EXERCISE AIM: Please find every line in the records below that contains the word "ToSocketAddrs", and copy it.

SUPPLIED ENTRIES:
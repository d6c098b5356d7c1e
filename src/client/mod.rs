//! Asynchronous client
//!
//! Speaks the frame protocol over a tokio `TcpStream`. Requests can be sent
//! one at a time or pipelined: all frames are written before any reply is read.

use crate::protocol::{FrameEncoder, FrameParser, Request, Response, HEADER_LEN, MAX_MSG};
use anyhow::{bail, Context};
use bytes::{Bytes, BytesMut};
use tokio::io::{AsyncReadExt, AsyncWriteExt};
use tokio::net::{TcpStream, ToSocketAddrs};
use tracing::debug;

/// Client connection
pub struct Client {
    stream: TcpStream,

    /// Frames accumulated but not yet written
    write_buffer: BytesMut,
}

impl Client {
    /// Connect to a server
    pub async fn connect(addr: impl ToSocketAddrs) -> anyhow::Result<Self> {
        let stream = TcpStream::connect(addr).await.context("failed to connect")?;
        stream.set_nodelay(true)?;

        Ok(Client {
            stream,
            write_buffer: BytesMut::with_capacity(HEADER_LEN + MAX_MSG),
        })
    }

    /// Queue a request frame without sending it
    pub fn queue(&mut self, request: &Request) -> anyhow::Result<()> {
        FrameEncoder::encode_request(&mut self.write_buffer, request)?;
        Ok(())
    }

    /// Write every queued frame
    pub async fn flush(&mut self) -> anyhow::Result<()> {
        self.stream.write_all(&self.write_buffer).await?;
        self.stream.flush().await?;
        self.write_buffer.clear();
        Ok(())
    }

    /// Send one request frame
    pub async fn send_request(&mut self, request: &Request) -> anyhow::Result<()> {
        self.queue(request)?;
        self.flush().await
    }

    /// Read one reply frame
    pub async fn read_response(&mut self) -> anyhow::Result<Response> {
        let mut header = [0u8; HEADER_LEN];
        self.stream
            .read_exact(&mut header)
            .await
            .context("connection closed before reply")?;

        let len = u32::from_le_bytes(header) as usize;
        if len > MAX_MSG {
            bail!("reply of {} bytes exceeds the {} byte limit", len, MAX_MSG);
        }

        let mut payload = vec![0u8; len];
        self.stream
            .read_exact(&mut payload)
            .await
            .context("connection closed mid-reply")?;

        let response = FrameParser::parse_response(&Bytes::from(payload))?;
        debug!("Received {}", response);
        Ok(response)
    }

    /// Send a request and wait for its reply
    pub async fn query(&mut self, request: &Request) -> anyhow::Result<Response> {
        self.send_request(request).await?;
        self.read_response().await
    }

    /// Write all requests, then read their replies in order
    pub async fn pipeline(&mut self, requests: &[Request]) -> anyhow::Result<Vec<Response>> {
        for request in requests {
            self.queue(request)?;
        }
        self.flush().await?;

        let mut responses = Vec::with_capacity(requests.len());
        for _ in requests {
            responses.push(self.read_response().await?);
        }
        Ok(responses)
    }

    /// GET key
    pub async fn get(&mut self, key: impl Into<Bytes>) -> anyhow::Result<Response> {
        self.query(&Request::new(vec![Bytes::from_static(b"get"), key.into()]))
            .await
    }

    /// SET key value
    pub async fn set(
        &mut self,
        key: impl Into<Bytes>,
        value: impl Into<Bytes>,
    ) -> anyhow::Result<Response> {
        self.query(&Request::new(vec![
            Bytes::from_static(b"set"),
            key.into(),
            value.into(),
        ]))
        .await
    }

    /// DEL key
    pub async fn del(&mut self, key: impl Into<Bytes>) -> anyhow::Result<Response> {
        self.query(&Request::new(vec![Bytes::from_static(b"del"), key.into()]))
            .await
    }

    /// Write raw bytes, bypassing framing (for tests and debugging)
    pub async fn send_raw(&mut self, bytes: &[u8]) -> anyhow::Result<()> {
        self.stream.write_all(bytes).await?;
        Ok(())
    }

    /// Whether the server has closed the connection
    ///
    /// Only meaningful when no reply is outstanding.
    pub async fn is_closed_by_peer(&mut self) -> anyhow::Result<bool> {
        let mut byte = [0u8; 1];
        match self.stream.read(&mut byte).await {
            Ok(0) => Ok(true),
            Ok(_) => bail!("unexpected data from server"),
            Err(e) if e.kind() == std::io::ErrorKind::ConnectionReset => Ok(true),
            Err(e) => Err(e.into()),
        }
    }
}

WRITTEN RESPONSE:
use tokio::net::{TcpStream, ToSocketAddrs};
    pub async fn connect(addr: impl ToSocketAddrs) -> anyhow::Result<Self> {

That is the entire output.